### Work to complete
Give the count of lines below that include the word "false", and say nothing else.

### Recorded data

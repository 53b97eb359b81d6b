// params.rs
//
// Copyright (c) 2024 Minnesota Department of Transportation
//
//! Scenes built from a JSON parameter store.
//!
//! Numeric values may be JSON numbers or strings.  Missing, null and empty
//! values are treated as absent, but a value which is present and cannot be
//! parsed is an error.
//!
use crate::geo::LatLon;
use crate::marker::{Marker, MarkerSeries, MarkerStyle};
use crate::path::PathSpec;
use crate::scene::{Scene, Size, DEFAULT_ZOOM};
use crate::Error;
use serde::Deserialize;
use serde_json::{Map, Value};
use std::convert::TryFrom;

/// Map parameters
#[derive(Debug, Default, Deserialize)]
#[serde(rename_all = "camelCase")]
struct SceneParams {
    latitude: Option<Value>,
    longitude: Option<Value>,
    zoom: Option<Value>,
    map_type: Option<Value>,
    map_scale: Option<Value>,
    image_type: Option<Value>,
    req_params: Option<Value>,
    /// Marker series, by name
    markers: Option<Map<String, Value>>,
    paths: Option<Vec<Value>>,
}

/// One marker series
#[derive(Debug, Deserialize)]
struct SeriesParams {
    markers: Option<Vec<Value>>,
}

/// Marker parameters
#[derive(Debug, Deserialize)]
struct MarkerParams {
    latitude: Option<Value>,
    longitude: Option<Value>,
    size: Option<Value>,
    color: Option<Value>,
    label: Option<Value>,
    icon: Option<Value>,
    #[serde(rename = "icon.url")]
    icon_url: Option<Value>,
    #[serde(rename = "icon.anchor.x")]
    anchor_x: Option<Value>,
    #[serde(rename = "icon.anchor.y")]
    anchor_y: Option<Value>,
}

/// Path parameters
#[derive(Debug, Deserialize)]
#[serde(rename_all = "camelCase")]
struct PathParams {
    stroke_color: Option<Value>,
    stroke_opacity: Option<Value>,
    stroke_weight: Option<Value>,
    is_polygon: Option<Value>,
    fill_color: Option<Value>,
    fill_opacity: Option<Value>,
    locations: Option<Vec<LocationParams>>,
}

/// Path vertex parameters
#[derive(Debug, Deserialize)]
struct LocationParams {
    latitude: Option<Value>,
    longitude: Option<Value>,
}

/// Parse a scene from JSON parameters.
///
/// * `json` Parameter object.
/// * `size` Image size (pixels).
///
/// # Example
/// ```
/// # use staticmap::Error;
/// # fn main() -> Result<(), Error> {
///       use staticmap::{scene_from_json, Size};
///       let scene = scene_from_json(r#"{
///           "latitude": 45.0, "longitude": -93.0, "zoom": "12",
///           "paths": [{ "strokeWeight": 3, "locations": [
///               { "latitude": 45.0, "longitude": -93.0 },
///               { "latitude": 45.1, "longitude": -93.1 }
///           ] }]
///       }"#, Size::new(640, 480))?;
///       assert_eq!(scene.zoom, 12);
///       assert_eq!(scene.paths[0].stroke_weight, Some(3));
/// #     Ok(())
/// # }
/// ```
pub fn scene_from_json(json: &str, size: Size) -> Result<Scene, Error> {
    let value: Value = serde_json::from_str(json)?;
    Scene::from_params(&value, size)
}

impl Scene {
    /// Build a scene from a parameter value.
    ///
    /// Missing latitude / longitude default to 0, which leaves the map
    /// without a center.
    pub fn from_params(params: &Value, size: Size) -> Result<Self, Error> {
        let params: SceneParams = match params {
            Value::Null => SceneParams::default(),
            v => SceneParams::deserialize(v)?,
        };
        let lat = number("latitude", &params.latitude)?.unwrap_or(0.0);
        let lon = number("longitude", &params.longitude)?.unwrap_or(0.0);
        let mut scene = Scene::new(size);
        scene.center = Some(LatLon::new(lat, lon));
        scene.zoom = integer("zoom", &params.zoom)?.unwrap_or(DEFAULT_ZOOM);
        scene.map_type = string(&params.map_type);
        scene.scale = string(&params.map_scale);
        scene.format = string(&params.image_type);
        scene.req_params = string(&params.req_params);
        if let Some(series) = &params.markers {
            scene.markers = marker_series(series)?;
        }
        if let Some(paths) = &params.paths {
            for path in paths.iter().filter(|p| !is_empty(p)) {
                scene.paths.push(path_spec(path)?);
            }
        }
        debug!(
            "scene: {} marker series, {} paths",
            scene.markers.len(),
            scene.paths.len()
        );
        Ok(scene)
    }
}

/// Parse marker series, skipping null and empty markers
fn marker_series(series: &Map<String, Value>) -> Result<MarkerSeries, Error> {
    let mut all = vec![];
    for (name, value) in series.iter().filter(|(_, v)| !v.is_null()) {
        let series = SeriesParams::deserialize(value)?;
        let mut markers = vec![];
        for marker in series.markers.iter().flatten().filter(|m| !is_empty(m)) {
            markers.push(self::marker(marker)?);
        }
        trace!("series {}: {} markers", name, markers.len());
        all.push(markers);
    }
    Ok(all)
}

fn marker(value: &Value) -> Result<Marker, Error> {
    let params = MarkerParams::deserialize(value)?;
    let lat = number("latitude", &params.latitude)?
        .ok_or(Error::MissingField("latitude"))?;
    let lon = number("longitude", &params.longitude)?
        .ok_or(Error::MissingField("longitude"))?;
    let style = MarkerStyle {
        size: string(&params.size),
        color: string(&params.color),
        label: string(&params.label),
        ..Default::default()
    }
    .with_icon(string(&params.icon_url), string(&params.icon))
    .with_anchor(
        integer("icon.anchor.x", &params.anchor_x)?,
        integer("icon.anchor.y", &params.anchor_y)?,
    );
    Ok(Marker::new(LatLon::new(lat, lon), style))
}

fn path_spec(value: &Value) -> Result<PathSpec, Error> {
    let params = PathParams::deserialize(value)?;
    let mut vertices = vec![];
    for loc in params.locations.iter().flatten() {
        let lat = number("latitude", &loc.latitude)?
            .ok_or(Error::MissingField("latitude"))?;
        let lon = number("longitude", &loc.longitude)?
            .ok_or(Error::MissingField("longitude"))?;
        vertices.push(LatLon::new(lat, lon));
    }
    Ok(PathSpec {
        stroke_color: string(&params.stroke_color),
        stroke_opacity: number("strokeOpacity", &params.stroke_opacity)?,
        stroke_weight: integer("strokeWeight", &params.stroke_weight)?,
        polygon: boolean(&params.is_polygon),
        fill_color: string(&params.fill_color),
        fill_opacity: number("fillOpacity", &params.fill_opacity)?,
        vertices,
    })
}

/// Check for null or empty objects
fn is_empty(value: &Value) -> bool {
    match value {
        Value::Null => true,
        Value::Object(map) => map.is_empty(),
        _ => false,
    }
}

/// Get a value as a string, if present
fn string(value: &Option<Value>) -> Option<String> {
    match value {
        None | Some(Value::Null) => None,
        Some(Value::String(s)) => Some(s.clone()),
        Some(v) => Some(v.to_string()),
    }
}

/// Get a boolean value; anything other than `true` is false
fn boolean(value: &Option<Value>) -> bool {
    match value {
        Some(Value::Bool(b)) => *b,
        v => string(v).map_or(false, |s| s.trim().eq_ignore_ascii_case("true")),
    }
}

/// Get a floating-point value
fn number(field: &'static str, value: &Option<Value>) -> Result<Option<f64>, Error> {
    match value {
        Some(Value::Number(n)) => n.as_f64().map(Some).ok_or_else(|| invalid(field, n)),
        v => match string(v) {
            Some(s) if s.trim().is_empty() => Ok(None),
            Some(s) => s
                .trim()
                .parse::<f64>()
                .map(Some)
                .map_err(|_| invalid(field, &s)),
            None => Ok(None),
        },
    }
}

/// Get an integer value
fn integer(field: &'static str, value: &Option<Value>) -> Result<Option<i32>, Error> {
    match value {
        Some(Value::Number(n)) => n
            .as_i64()
            .and_then(|v| i32::try_from(v).ok())
            .map(Some)
            .ok_or_else(|| invalid(field, n)),
        v => match string(v) {
            Some(s) if s.trim().is_empty() => Ok(None),
            Some(s) => s
                .trim()
                .parse::<i32>()
                .map(Some)
                .map_err(|_| invalid(field, &s)),
            None => Ok(None),
        },
    }
}

fn invalid<V: ToString>(field: &'static str, value: V) -> Error {
    Error::InvalidNumber {
        field,
        value: value.to_string(),
    }
}
// geo.rs
//
// Copyright (C) 2019-2024  Minnesota Department of Transportation
//
use crate::coord::format_coord;

/// WGS-84 position, in degrees.
///
/// Values are not clamped or normalized.
#[derive(Clone, Copy, Debug, PartialEq)]
pub struct LatLon {
    /// Latitude (degrees)
    pub lat: f64,
    /// Longitude (degrees)
    pub lon: f64,
}

impl LatLon {
    /// Smallest magnitude treated as a real coördinate
    const SENTINEL_DEG: f64 = 0.0001;

    /// Create a new position
    pub fn new(lat: f64, lon: f64) -> Self {
        LatLon { lat, lon }
    }

    /// Check whether both axes are clear of the "no center" sentinel.
    ///
    /// Positions within 0.0001° of the equator or prime meridian are
    /// treated as unset.
    pub fn is_set(&self) -> bool {
        self.lat.abs() > Self::SENTINEL_DEG && self.lon.abs() > Self::SENTINEL_DEG
    }

    /// Format as `lat,lon` with 5 decimal places (at most)
    pub fn to_query(&self) -> String {
        format!("{},{}", format_coord(self.lat), format_coord(self.lon))
    }
}

impl From<(f64, f64)> for LatLon {
    fn from(pos: (f64, f64)) -> Self {
        LatLon::new(pos.0, pos.1)
    }
}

### Response
3